Learn more about Prayer Beads
The sentiment and deep history of the use and creation of Prayer Beads dates back thousands of years. Augmenting Prayer Beads into your jewelry designs and interior design projects will add the refined touch of spirituality and reverence that you’ve been looking for. At The Bead Chest we have a plethora of choices when it comes to Prayer Beads! From our ornate brass prayer beads to our intricate hand carved and engraved shell and coral prayer beads and from our elaborate glass prayer beads to our striking bone prayer beads we have the perfect strand for every kind of design project.

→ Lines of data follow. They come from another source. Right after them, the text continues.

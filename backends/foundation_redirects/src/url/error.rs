//! URL handling error types.

use std::fmt;

/// Error returned when a redirect target or request URL cannot be parsed
/// or resolved.
#[derive(Debug, Clone, PartialEq, Eq)]
pub struct InvalidUrl {
    message: String,
}

impl InvalidUrl {
    pub(crate) fn new(message: impl Into<String>) -> Self {
        Self {
            message: message.into(),
        }
    }

    #[must_use]
    pub fn message(&self) -> &str {
        &self.message
    }
}

impl fmt::Display for InvalidUrl {
    fn fmt(&self, f: &mut fmt::Formatter<'_>) -> fmt::Result {
        write!(f, "invalid URL: {}", self.message)
    }
}

impl std::error::Error for InvalidUrl {}

impl From<::url::ParseError> for InvalidUrl {
    fn from(err: ::url::ParseError) -> Self {
        Self::new(err.to_string())
    }
}

/// Error returned when a percent-escape sequence is malformed.
#[derive(Debug, Clone, PartialEq, Eq)]
pub struct InvalidPercentEscape {
    sequence: String,
}

impl InvalidPercentEscape {
    pub(crate) fn new(sequence: impl Into<String>) -> Self {
        Self {
            sequence: sequence.into(),
        }
    }
}

impl fmt::Display for InvalidPercentEscape {
    fn fmt(&self, f: &mut fmt::Formatter<'_>) -> fmt::Result {
        write!(f, "invalid percent-escape sequence: '{}'", self.sequence)
    }
}

impl std::error::Error for InvalidPercentEscape {}
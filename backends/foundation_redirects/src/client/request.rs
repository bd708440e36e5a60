//! Requests as the redirect engine sees them.
//!
//! WHY: Each hop clones the previous request and rewrites it. The request
//! needs ordered, case-insensitive headers, a body that may be a seekable
//! stream which must be rewound before it is resent, and its own cookie jar.
//!
//! WHAT: [`Headers`], [`Body`]/[`StreamBody`] and [`PreparedRequest`].

use std::io::{self, Read, Seek, SeekFrom};
use std::sync::{Arc, Mutex};

use super::{CookieStore, MemoryCookieJar, RedirectError};
use crate::method::Method;

pub const LOCATION: &str = "Location";
pub const COOKIE: &str = "Cookie";
pub const SET_COOKIE: &str = "Set-Cookie";
pub const AUTHORIZATION: &str = "Authorization";
pub const PROXY_AUTHORIZATION: &str = "Proxy-Authorization";
pub const CONTENT_LENGTH: &str = "Content-Length";
pub const CONTENT_TYPE: &str = "Content-Type";
pub const TRANSFER_ENCODING: &str = "Transfer-Encoding";

/// Ordered header list with case-insensitive names.
///
/// [`Headers::insert`] keeps a single value per name; [`Headers::append`]
/// allows repeated names such as `Set-Cookie` on responses.
#[derive(Debug, Clone, Default, PartialEq, Eq)]
pub struct Headers {
    entries: Vec<(String, String)>,
}

impl Headers {
    #[must_use]
    pub fn new() -> Self {
        Self::default()
    }

    /// Sets `name` to `value`, replacing every existing value while keeping
    /// the position of the first one.
    pub fn insert(&mut self, name: impl Into<String>, value: impl Into<String>) {
        let name = name.into();
        let value = value.into();

        match self
            .entries
            .iter()
            .position(|(existing, _)| existing.eq_ignore_ascii_case(&name))
        {
            Some(index) => {
                self.entries[index].1 = value;
                let mut seen = 0usize;
                self.entries.retain(|(existing, _)| {
                    if existing.eq_ignore_ascii_case(&name) {
                        seen += 1;
                        seen == 1
                    } else {
                        true
                    }
                });
            }
            None => self.entries.push((name, value)),
        }
    }

    /// Adds another value for `name`.
    pub fn append(&mut self, name: impl Into<String>, value: impl Into<String>) {
        self.entries.push((name.into(), value.into()));
    }

    /// First value for `name`.
    #[must_use]
    pub fn get(&self, name: &str) -> Option<&str> {
        self.entries
            .iter()
            .find(|(existing, _)| existing.eq_ignore_ascii_case(name))
            .map(|(_, value)| value.as_str())
    }

    #[must_use]
    pub fn get_all(&self, name: &str) -> Vec<&str> {
        self.entries
            .iter()
            .filter(|(existing, _)| existing.eq_ignore_ascii_case(name))
            .map(|(_, value)| value.as_str())
            .collect()
    }

    #[must_use]
    pub fn contains(&self, name: &str) -> bool {
        self.get(name).is_some()
    }

    /// Removes every value for `name`, returning the first one.
    pub fn remove(&mut self, name: &str) -> Option<String> {
        let first = self.get(name).map(str::to_string);
        self.entries
            .retain(|(existing, _)| !existing.eq_ignore_ascii_case(name));
        first
    }

    pub fn iter(&self) -> impl Iterator<Item = (&str, &str)> + '_ {
        self.entries
            .iter()
            .map(|(name, value)| (name.as_str(), value.as_str()))
    }

    #[must_use]
    pub fn len(&self) -> usize {
        self.entries.len()
    }

    #[must_use]
    pub fn is_empty(&self) -> bool {
        self.entries.is_empty()
    }
}

impl<N: Into<String>, V: Into<String>> FromIterator<(N, V)> for Headers {
    fn from_iter<I: IntoIterator<Item = (N, V)>>(iter: I) -> Self {
        let mut headers = Self::new();
        for (name, value) in iter {
            headers.append(name, value);
        }
        headers
    }
}

/// A readable and seekable request body source.
pub trait SeekableStream: Read + Seek + Send {}

impl<T: Read + Seek + Send> SeekableStream for T {}

/// A shared handle to a streaming body.
///
/// Clones of a request share the same stream, so rewinding a follow-up
/// request repositions the stream every clone reads from.
#[derive(Clone)]
pub struct StreamBody {
    inner: Arc<Mutex<Box<dyn SeekableStream>>>,
}

impl StreamBody {
    pub fn new(stream: impl SeekableStream + 'static) -> Self {
        Self {
            inner: Arc::new(Mutex::new(Box::new(stream))),
        }
    }

    fn with_stream<R>(
        &self,
        f: impl FnOnce(&mut dyn SeekableStream) -> io::Result<R>,
    ) -> io::Result<R> {
        let mut guard = self
            .inner
            .lock()
            .map_err(|_| io::Error::other("body stream lock poisoned"))?;
        f(&mut **guard)
    }

    /// Current read position.
    ///
    /// # Errors
    ///
    /// Returns the stream's error if it cannot report a position.
    pub fn position(&self) -> io::Result<u64> {
        self.with_stream(|stream| stream.stream_position())
    }

    /// Moves the stream back to `position`.
    ///
    /// # Errors
    ///
    /// Returns the stream's error if it cannot seek.
    pub fn seek_to(&self, position: u64) -> io::Result<()> {
        self.with_stream(|stream| stream.seek(SeekFrom::Start(position)).map(|_| ()))
    }

    /// Reads everything from the current position.
    ///
    /// # Errors
    ///
    /// Returns the stream's read error.
    pub fn read_remaining(&self) -> io::Result<Vec<u8>> {
        self.with_stream(|stream| {
            let mut buf = Vec::new();
            stream.read_to_end(&mut buf)?;
            Ok(buf)
        })
    }
}

impl std::fmt::Debug for StreamBody {
    fn fmt(&self, f: &mut std::fmt::Formatter<'_>) -> std::fmt::Result {
        f.debug_struct("StreamBody").finish_non_exhaustive()
    }
}

/// A request body.
#[derive(Debug, Clone)]
pub enum Body {
    Bytes(Vec<u8>),
    Stream(StreamBody),
}

/// Where a streaming body started, recorded when it was attached.
#[derive(Debug, Clone, Copy, PartialEq, Eq)]
pub enum BodyPosition {
    /// The stream reported this offset.
    Offset(u64),
    /// The stream could not report its position, so it cannot be rewound.
    Unknown,
}

/// A request ready to be sent, and the basis of every follow-up hop.
pub struct PreparedRequest {
    pub method: Method,
    pub url: String,
    pub headers: Headers,
    pub body: Option<Body>,
    pub body_position: Option<BodyPosition>,
    pub cookies: Box<dyn CookieStore>,
    rewind_failure: Option<String>,
}

impl PreparedRequest {
    pub fn new(method: impl Into<Method>, url: impl Into<String>) -> Self {
        Self {
            method: method.into(),
            url: url.into(),
            headers: Headers::new(),
            body: None,
            body_position: None,
            cookies: Box::new(MemoryCookieJar::new()),
            rewind_failure: None,
        }
    }

    #[must_use]
    pub fn with_header(mut self, name: impl Into<String>, value: impl Into<String>) -> Self {
        self.headers.insert(name, value);
        self
    }

    /// Attaches an in-memory body and its `Content-Length`.
    #[must_use]
    pub fn with_body(mut self, body: impl Into<Vec<u8>>) -> Self {
        let body = body.into();
        self.headers.insert(CONTENT_LENGTH, body.len().to_string());
        self.body = Some(Body::Bytes(body));
        self
    }

    /// Attaches a streaming body, remembering its current position so the
    /// stream can be rewound for 307/308 follow-ups. Declares chunked
    /// transfer unless a `Content-Length` is already set.
    #[must_use]
    pub fn with_stream(mut self, stream: StreamBody) -> Self {
        self.body_position = Some(match stream.position() {
            Ok(offset) => BodyPosition::Offset(offset),
            Err(err) => {
                tracing::debug!("Body stream cannot report its position: {}", err);
                BodyPosition::Unknown
            }
        });
        if !self.headers.contains(CONTENT_LENGTH) {
            self.headers.insert(TRANSFER_ENCODING, "chunked");
        }
        self.body = Some(Body::Stream(stream));
        self
    }

    #[must_use]
    pub fn with_cookies(mut self, cookies: Box<dyn CookieStore>) -> Self {
        self.cookies = cookies;
        self
    }

    /// Sets the `Cookie` header from the request's jar, unless one is
    /// already present.
    pub fn prepare_cookies(&mut self) {
        if self.headers.contains(COOKIE) {
            return;
        }
        if let Some(header) = self.cookies.cookie_header(&self.url) {
            self.headers.insert(COOKIE, header);
        }
    }

    /// Rewinds a streaming body to its recorded start position.
    ///
    /// A failure is recorded rather than returned; it surfaces from
    /// [`PreparedRequest::ensure_sendable`] when the request is about to be
    /// sent.
    pub fn rewind_body(&mut self) {
        let Some(Body::Stream(stream)) = &self.body else {
            return;
        };

        let result = match self.body_position {
            Some(BodyPosition::Offset(offset)) => stream
                .seek_to(offset)
                .map_err(|err| format!("seek to {offset} failed: {err}")),
            Some(BodyPosition::Unknown) => {
                Err("stream position was not recorded when the body was attached".to_string())
            }
            None => Ok(()),
        };

        if let Err(reason) = result {
            tracing::debug!("Failed to rewind request body: {}", reason);
            self.rewind_failure = Some(reason);
        }
    }

    /// Checks that the request can be sent as is.
    ///
    /// # Errors
    ///
    /// Returns [`RedirectError::UnrewindableBody`] if an earlier rewind of the
    /// streaming body failed.
    pub fn ensure_sendable(&self) -> Result<(), RedirectError> {
        match &self.rewind_failure {
            Some(reason) => Err(RedirectError::UnrewindableBody(reason.clone())),
            None => Ok(()),
        }
    }

    /// Reads the body for transmission. Streaming bodies are consumed from
    /// their current position.
    ///
    /// # Errors
    ///
    /// Returns the stream's read error.
    pub fn read_body(&self) -> io::Result<Option<Vec<u8>>> {
        match &self.body {
            None => Ok(None),
            Some(Body::Bytes(bytes)) => Ok(Some(bytes.clone())),
            Some(Body::Stream(stream)) => stream.read_remaining().map(Some),
        }
    }
}

impl Clone for PreparedRequest {
    fn clone(&self) -> Self {
        Self {
            method: self.method.clone(),
            url: self.url.clone(),
            headers: self.headers.clone(),
            body: self.body.clone(),
            body_position: self.body_position,
            cookies: self.cookies.clone_box(),
            rewind_failure: self.rewind_failure.clone(),
        }
    }
}

impl std::fmt::Debug for PreparedRequest {
    fn fmt(&self, f: &mut std::fmt::Formatter<'_>) -> std::fmt::Result {
        f.debug_struct("PreparedRequest")
            .field("method", &self.method)
            .field("url", &self.url)
            .field("headers", &self.headers)
            .field("body", &self.body)
            .field("body_position", &self.body_position)
            .finish_non_exhaustive()
    }
}

#[cfg(test)]
mod tests {
    use super::*;
    use std::io::Cursor;

    struct NoSeek(Cursor<Vec<u8>>);

    impl Read for NoSeek {
        fn read(&mut self, buf: &mut [u8]) -> io::Result<usize> {
            self.0.read(buf)
        }
    }

    impl Seek for NoSeek {
        fn seek(&mut self, _pos: SeekFrom) -> io::Result<u64> {
            Err(io::Error::other("not seekable"))
        }
    }

    /// WHY: Header names are case-insensitive and insert keeps one value
    /// WHAT: Tests insert, get, append and remove
    #[test]
    fn test_headers_case_insensitive() {
        let mut headers = Headers::new();
        headers.insert("content-type", "text/plain");
        headers.insert(CONTENT_TYPE, "application/json");
        assert_eq!(headers.get("CONTENT-TYPE"), Some("application/json"));
        assert_eq!(headers.len(), 1);

        headers.append(SET_COOKIE, "a=1");
        headers.append("set-cookie", "b=2");
        assert_eq!(headers.get_all(SET_COOKIE), vec!["a=1", "b=2"]);

        assert_eq!(headers.remove("Set-Cookie").as_deref(), Some("a=1"));
        assert!(!headers.contains(SET_COOKIE));
    }

    /// WHY: Insert must collapse duplicates created by append
    /// WHAT: Tests insert over appended values keeps the first position
    #[test]
    fn test_headers_insert_collapses_duplicates() {
        let mut headers: Headers = [("X-A", "1"), ("X-B", "2"), ("x-a", "3")].into_iter().collect();
        headers.insert("X-A", "4");
        let collected: Vec<_> = headers.iter().collect();
        assert_eq!(collected, vec![("X-A", "4"), ("X-B", "2")]);
    }

    /// WHY: Clones of a request share the stream and rewinding restores it
    /// WHAT: Tests reading, rewinding and re-reading a stream body
    #[test]
    fn test_stream_body_rewind() {
        let stream = StreamBody::new(Cursor::new(b"payload".to_vec()));
        let mut request = PreparedRequest::new("POST", "http://a.com/").with_stream(stream);
        assert_eq!(request.body_position, Some(BodyPosition::Offset(0)));
        assert_eq!(request.headers.get(TRANSFER_ENCODING), Some("chunked"));

        assert_eq!(request.read_body().unwrap(), Some(b"payload".to_vec()));
        assert_eq!(request.read_body().unwrap(), Some(Vec::new()));

        let mut clone = request.clone();
        clone.rewind_body();
        assert!(clone.ensure_sendable().is_ok());
        assert_eq!(request.read_body().unwrap(), Some(b"payload".to_vec()));
    }

    /// WHY: A stream without a position cannot be resent
    /// WHAT: Tests that rewind failure surfaces only from ensure_sendable
    #[test]
    fn test_unrewindable_stream_surfaces_on_send() {
        let stream = StreamBody::new(NoSeek(Cursor::new(b"data".to_vec())));
        let mut request = PreparedRequest::new("PUT", "http://a.com/")
            .with_header(CONTENT_LENGTH, "4")
            .with_stream(stream);
        assert_eq!(request.body_position, Some(BodyPosition::Unknown));
        assert!(!request.headers.contains(TRANSFER_ENCODING));

        request.rewind_body();
        assert!(matches!(
            request.ensure_sendable(),
            Err(RedirectError::UnrewindableBody(_))
        ));
    }

    /// WHY: In-memory bodies declare their length
    /// WHAT: Tests with_body
    #[test]
    fn test_with_body_sets_content_length() {
        let request = PreparedRequest::new("POST", "http://a.com/").with_body("hello");
        assert_eq!(request.headers.get(CONTENT_LENGTH), Some("5"));
        assert_eq!(request.read_body().unwrap(), Some(b"hello".to_vec()));
    }
}
// Redirect-aware HTTP client pieces
//
// The request/response model the redirect engine rewrites, the collaborators
// it consumes (transport, cookie jar, authenticators) and the redirect
// resolver itself.

mod auth;
mod cookies;
mod errors;
mod netrc;
mod redirects;
mod request;
mod response;
mod session;
mod transport;

pub use auth::*;
pub use cookies::*;
pub use errors::*;
pub use netrc::*;
pub use redirects::*;
pub use request::*;
pub use response::*;
pub use session::*;
pub use transport::*;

The existence of Prayer Beads dates all the back to 5,000 BC. Prayer Beads can be seen depicted in ancient murals and paintings from Greece and India. From the 3rd to 5th centuries many Christians used pebbles, stones and knotted ropes as Prayer Beads. These ancient forms of Prayer Beads were referred to as paternosters. They were used to count repetitions of the Lord’s Prayer. As time went on Roman Catholics and Anglicans started using Prayer Beads and the traditional 59 bead rosary was created. At the time many Catholic artisans started creating intricate prayer beads and rosaries strands on chains of gold and silver using stones like amethyst, glass, rose quartz, black onyx, pearl and obsidian as accent beads.
In Islam prayer beads are referred to as Misbaha, Sibha and Tasbih. They usually contain 99 beads and are used to count while saying a prayer to Allah. Many Sikh worshipers use mala prayer beads when reciting prayer verses from the Guru Granth Sahib. It is customary in Sikh culture to wear prayer beads around the wrist and around turbans. In Hinduism prayer beads have also been used for hundreds of years. Hinduism practitioners call their version of prayer beads japa mala. Japa malas are used to aid in counting when repeating Hindu mantras. Countries all over across East Asia also have used prayer beads throughout history. The Chinese refer to prayer beads as Shuzhu and the Japanese refer to prayer beads as Juzu. Mala beads are also used in many Tibetan Buddhist practices.
On top of being absolutely beautiful many users and wearers of Prayer Beads attach different meanings to the many colors and forms that they come in. Red prayer beads are said to be grounding and energizing. Pink prayer beads are said to help balance emotions and encourage unconditional love. Orange prayer beads are for stimulating creativity and stress relief. Yellow prayer beads are said to have a uplifting energy that inspires wisdom. Green prayer beads are said to help connect the wearer with mother earth and soothe the mind. Blue prayer beads are said to protect the wearer from negative energy. Purple prayer beads are said to be calming and help foster self confidence. Black prayer beads are said to give the wearer serenity and good fortune. White prayer beads are said to dispel negativity and give the wearer better balance. Brown and wood prayer beads are said to inspire maturity and emotional healing.
With so many amazing options in all colors from so many different cultures we know we have the perfect prayer bead strand for you! So please feel free to get lost in this curated section. We can’t wait to see how you use your new prayer beads.